Именно здесь впервые возникла потребность в ракетах особого класса, о которых и пойдет речь.

Сергей Павлович Победов в начале шестидесятых годов был в числе советских инструкторов, присутствовавших непосредственно на театре военных действий в Африке. Сразу же по возвращении стал невыездным, в дальнейшем нигде больше за границей не бывал. Но то, что он видел в дружественной стране, осталось самым ярким впечатлением в его жизни.

Он вместе с военными и советскими инженерами жил на самой окраине столицы страны. И оттуда, с гористых окраин столицы, наблюдал воздушные бои, в которых с обеих воюющих сторон участвовало по нескольку десятков боевых самолетов: русских «мигов» и вражеских «харриеров».

Современный воздушный бой лишен всякой романтики. Практически от летчиков мало что зависит, если сравнивать со второй мировой. Скорости такие огромные, что пока сделаешь вираж, если вдруг ошибочно зашел на цель, то тебя относит в сторону на шестьсот километров от места боя. Тут не нужна ни хорошая реакция, ни опыт. Во всяком случае, подобное можно услышать от многих военных летчиков: нужны только крепкие мышцы, чтобы выдерживать многократные перегрузки.

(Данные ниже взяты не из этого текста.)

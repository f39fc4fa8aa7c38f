//! Dashboard statistics service
//!
//! Read-only aggregates over the stock ledger for the dashboard view.

use serde::Serialize;
use sqlx::PgPool;

use crate::error::AppResult;
use shared::models::{StockItem, StockMovementWithDetails};

/// Dashboard statistics service
#[derive(Clone)]
pub struct DashboardService {
    db: PgPool,
}

/// Aggregated dashboard statistics
#[derive(Debug, Serialize)]
pub struct DashboardStats {
    pub total_items: i64,
    pub in_stock: i64,
    pub low_stock: i64,
    pub out_of_stock: i64,
    pub recently_added: Vec<StockItem>,
    pub recently_issued: Vec<StockMovementWithDetails>,
    pub category_breakdown: Vec<CategoryBreakdown>,
}

/// Item count per category
#[derive(Debug, Serialize, sqlx::FromRow)]
pub struct CategoryBreakdown {
    pub name: String,
    pub color: String,
    pub count: i64,
}

impl DashboardService {
    pub fn new(db: PgPool) -> Self {
        Self { db }
    }

    /// Collect the dashboard aggregates.
    pub async fn get_stats(&self) -> AppResult<DashboardStats> {
        let (total_items, in_stock, low_stock, out_of_stock) =
            sqlx::query_as::<_, (i64, i64, i64, i64)>(
                r#"
                SELECT COUNT(*),
                       COUNT(*) FILTER (WHERE status = 'in_stock'),
                       COUNT(*) FILTER (WHERE status = 'low_stock'),
                       COUNT(*) FILTER (WHERE status = 'out_of_stock')
                FROM stock_items
                "#,
            )
            .fetch_one(&self.db)
            .await?;

        let recently_added = sqlx::query_as::<_, StockItem>(
            r#"
            SELECT id, name, category_id, quantity, total_added, issued, min_quantity,
                   status, person_responsible, notes, created_by, created_at, updated_at
            FROM stock_items
            ORDER BY created_at DESC, id DESC
            LIMIT 5
            "#,
        )
        .fetch_all(&self.db)
        .await?;

        let recently_issued = sqlx::query_as::<_, StockMovementWithDetails>(
            r#"
            SELECT m.id, m.item_id, m.movement_type, m.quantity_delta,
                   m.previous_quantity, m.new_quantity, m.notes, m.performed_by, m.created_at,
                   COALESCE(i.name, 'Deleted Item') AS item_name,
                   c.name AS category_name,
                   c.color AS category_color,
                   u.full_name AS performer_name
            FROM stock_movements m
            LEFT JOIN stock_items i ON i.id = m.item_id
            LEFT JOIN categories c ON c.id = i.category_id
            LEFT JOIN users u ON u.id = m.performed_by
            WHERE m.movement_type = 'issued'
            ORDER BY m.created_at DESC, m.id DESC
            LIMIT 5
            "#,
        )
        .fetch_all(&self.db)
        .await?;

        let category_breakdown = sqlx::query_as::<_, CategoryBreakdown>(
            r#"
            SELECT c.name, c.color, COUNT(i.id) AS count
            FROM categories c
            LEFT JOIN stock_items i ON i.category_id = c.id
            GROUP BY c.id, c.name, c.color
            ORDER BY c.name
            "#,
        )
        .fetch_all(&self.db)
        .await?;

        Ok(DashboardStats {
            total_items,
            in_stock,
            low_stock,
            out_of_stock,
            recently_added,
            recently_issued,
            category_breakdown,
        })
    }
}
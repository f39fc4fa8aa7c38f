//! HTTP handlers for the activity log

use axum::{
    extract::{Query, State},
    Json,
};
use serde::Deserialize;

use crate::error::AppResult;
use crate::middleware::CurrentUser;
use crate::services::activity::DEFAULT_ACTIVITY_LIMIT;
use crate::services::ActivityService;
use crate::models::ActivityLogWithUser;
use crate::AppState;

#[derive(Debug, Deserialize)]
pub struct ActivityQuery {
    /// `0` removes the cap; absent applies the default window.
    pub limit: Option<i64>,
}

/// List activity log entries, newest first
pub async fn list_activity(
    State(state): State<AppState>,
    _current_user: CurrentUser,
    Query(query): Query<ActivityQuery>,
) -> AppResult<Json<Vec<ActivityLogWithUser>>> {
    let limit = match query.limit {
        Some(n) if n <= 0 => None,
        Some(n) => Some(n),
        None => Some(DEFAULT_ACTIVITY_LIMIT),
    };

    let service = ActivityService::new(state.db);
    let entries = service.list(limit).await?;
    Ok(Json(entries))
}
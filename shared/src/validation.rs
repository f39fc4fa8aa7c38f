//! Validation utilities for the School Inventory Management Platform

/// Validate an item display name (non-empty after trimming, bounded length).
pub fn validate_item_name(name: &str) -> Result<(), &'static str> {
    let trimmed = name.trim();
    if trimmed.is_empty() {
        return Err("Name cannot be empty");
    }
    if trimmed.len() > 200 {
        return Err("Name must be at most 200 characters");
    }
    Ok(())
}

/// Validate a category name.
pub fn validate_category_name(name: &str) -> Result<(), &'static str> {
    let trimmed = name.trim();
    if trimmed.is_empty() {
        return Err("Category name cannot be empty");
    }
    if trimmed.len() > 100 {
        return Err("Category name must be at most 100 characters");
    }
    Ok(())
}

/// Validate a user's display name.
pub fn validate_full_name(name: &str) -> Result<(), &'static str> {
    let trimmed = name.trim();
    if trimmed.is_empty() {
        return Err("Full name cannot be empty");
    }
    if trimmed.len() > 200 {
        return Err("Full name must be at most 200 characters");
    }
    Ok(())
}

/// Validate a student name on an issued record.
pub fn validate_student_name(name: &str) -> Result<(), &'static str> {
    let trimmed = name.trim();
    if trimmed.is_empty() {
        return Err("Student name cannot be empty");
    }
    if trimmed.len() > 200 {
        return Err("Student name must be at most 200 characters");
    }
    Ok(())
}

/// Validate a display color hint in `#RRGGBB` form.
pub fn validate_color(color: &str) -> Result<(), &'static str> {
    let Some(hex) = color.strip_prefix('#') else {
        return Err("Color must be in #RRGGBB format");
    };
    if hex.len() != 6 || !hex.chars().all(|c| c.is_ascii_hexdigit()) {
        return Err("Color must be in #RRGGBB format");
    }
    Ok(())
}

/// Validate email format (basic check)
pub fn validate_email(email: &str) -> Result<(), &'static str> {
    if email.contains('@') && email.contains('.') && email.len() >= 5 {
        Ok(())
    } else {
        Err("Invalid email format")
    }
}

/// Validate password strength
pub fn validate_password(password: &str) -> Result<(), &'static str> {
    if password.len() < 8 {
        return Err("Password must be at least 8 characters");
    }
    Ok(())
}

Именно такие бои Сергей Павлович Победов и наблюдал в африканском небе. Самолеты сталкивались друг с другом, беззвучно выпуская ракеты; бесшумно взрывались, словно лопались мыльные пузыри.

Потом Победов вместе с советскими военными советниками в развороченных останках самолетов противника находил обгоревшие скелеты, прикрученные к пилотским креслам стальной проволокой. Чтобы вражеские летчики не трусили и до конца исчерпывали ресурс боевой техники, их просто прикручивали к самолетным креслам, словно они были обыкновенными живыми приборами. У Победова подобное зрелище вызвало сильнейшее отвращение к человеконенавистническому миру капитала…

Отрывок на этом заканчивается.